Top of Task data

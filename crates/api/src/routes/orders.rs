//! Checkout and order endpoints.

use std::sync::Arc;

use axum::Json;
use axum::extract::{Path, State};
use axum::http::StatusCode;
use common::OrderId;
use domain::{Order, OrderDetails, OrderStatus};
use serde::Deserialize;
use store::MarketStore;

use super::parse_id;
use crate::error::ApiError;
use crate::extract::Actor;
use crate::state::AppState;

#[derive(Deserialize)]
pub struct TransitionRequest {
    pub status: OrderStatus,
}

/// POST /checkout — turns the caller's cart into a pending order.
#[tracing::instrument(skip(state))]
pub async fn checkout<S: MarketStore + Clone + 'static>(
    State(state): State<Arc<AppState<S>>>,
    Actor(actor): Actor,
) -> Result<(StatusCode, Json<OrderDetails>), ApiError> {
    let details = state.orders.checkout(actor).await?;
    Ok((StatusCode::CREATED, Json(details)))
}

/// GET /orders — orders visible to the caller, newest first.
pub async fn list<S: MarketStore + Clone + 'static>(
    State(state): State<Arc<AppState<S>>>,
    Actor(actor): Actor,
) -> Result<Json<Vec<Order>>, ApiError> {
    Ok(Json(state.orders.list_orders(actor).await?))
}

/// GET /orders/{id}
pub async fn get<S: MarketStore + Clone + 'static>(
    State(state): State<Arc<AppState<S>>>,
    Actor(actor): Actor,
    Path(id): Path<String>,
) -> Result<Json<OrderDetails>, ApiError> {
    let id: OrderId = parse_id(&id, "order id")?;
    Ok(Json(state.orders.get_order(actor, id).await?))
}

/// POST /orders/{id}/status
#[tracing::instrument(skip(state, req), fields(status = %req.status))]
pub async fn transition<S: MarketStore + Clone + 'static>(
    State(state): State<Arc<AppState<S>>>,
    Actor(actor): Actor,
    Path(id): Path<String>,
    Json(req): Json<TransitionRequest>,
) -> Result<Json<Order>, ApiError> {
    let id: OrderId = parse_id(&id, "order id")?;
    Ok(Json(state.orders.transition(actor, id, req.status).await?))
}

/// POST /orders/{id}/cancel
#[tracing::instrument(skip(state))]
pub async fn cancel<S: MarketStore + Clone + 'static>(
    State(state): State<Arc<AppState<S>>>,
    Actor(actor): Actor,
    Path(id): Path<String>,
) -> Result<Json<Order>, ApiError> {
    let id: OrderId = parse_id(&id, "order id")?;
    Ok(Json(state.orders.cancel(actor, id).await?))
}

/// POST /orders/{id}/payment — request a new payment intent.
#[tracing::instrument(skip(state))]
pub async fn retry_payment<S: MarketStore + Clone + 'static>(
    State(state): State<Arc<AppState<S>>>,
    Actor(actor): Actor,
    Path(id): Path<String>,
) -> Result<Json<Order>, ApiError> {
    let id: OrderId = parse_id(&id, "order id")?;
    Ok(Json(state.orders.retry_payment(actor, id).await?))
}
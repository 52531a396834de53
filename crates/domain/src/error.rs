//! Domain error types.

use common::ProductId;
use thiserror::Error;

use crate::order::OrderStatus;

/// Business-rule violations detected by the pure domain layer.
#[derive(Debug, Clone, PartialEq, Eq, Error)]
pub enum DomainError {
    /// Malformed input (bad email, empty title, out-of-range rating, ...).
    #[error("Validation failed: {0}")]
    Validation(String),

    /// Quantity must be at least one.
    #[error("Invalid quantity: {quantity} (must be greater than 0)")]
    InvalidQuantity { quantity: i64 },

    /// Price must be positive with at most two decimal places.
    #[error("Invalid price: {price}")]
    InvalidPrice { price: String },

    /// A checkout line exceeds the product's availability at checkout time.
    #[error("Insufficient stock for product {0}")]
    InsufficientStock(ProductId),

    /// Checkout was attempted with no cart rows.
    #[error("Cart is empty")]
    EmptyCart,

    /// The order is not in a state that allows the requested transition.
    #[error("Invalid state transition: cannot {action} from {current} state")]
    InvalidTransition {
        current: OrderStatus,
        action: &'static str,
    },

    /// Monetary arithmetic overflowed.
    #[error("Amount overflow")]
    AmountOverflow,
}

impl DomainError {
    /// Shorthand for a [`DomainError::Validation`].
    pub fn validation(message: impl Into<String>) -> Self {
        DomainError::Validation(message.into())
    }
}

Bottom of Task data

_Task brief_
From the top of the listing above, restate each line word for word up to and including the line with "caller, newest first."; add nothing else.

_Result for this task_
filename crates/api/src/routes/orders.rs
//! Checkout and order endpoints.

use std::sync::Arc;

use axum::Json;
use axum::extract::{Path, State};
use axum::http::StatusCode;
use common::OrderId;
use domain::{Order, OrderDetails, OrderStatus};
use serde::Deserialize;
use store::MarketStore;

use super::parse_id;
use crate::error::ApiError;
use crate::extract::Actor;
use crate::state::AppState;

#[derive(Deserialize)]
pub struct TransitionRequest {
    pub status: OrderStatus,
}

/// POST /checkout — turns the caller's cart into a pending order.
#[tracing::instrument(skip(state))]
pub async fn checkout<S: MarketStore + Clone + 'static>(
    State(state): State<Arc<AppState<S>>>,
    Actor(actor): Actor,
) -> Result<(StatusCode, Json<OrderDetails>), ApiError> {
    let details = state.orders.checkout(actor).await?;
    Ok((StatusCode::CREATED, Json(details)))
}

/// GET /orders — orders visible to the caller, newest first.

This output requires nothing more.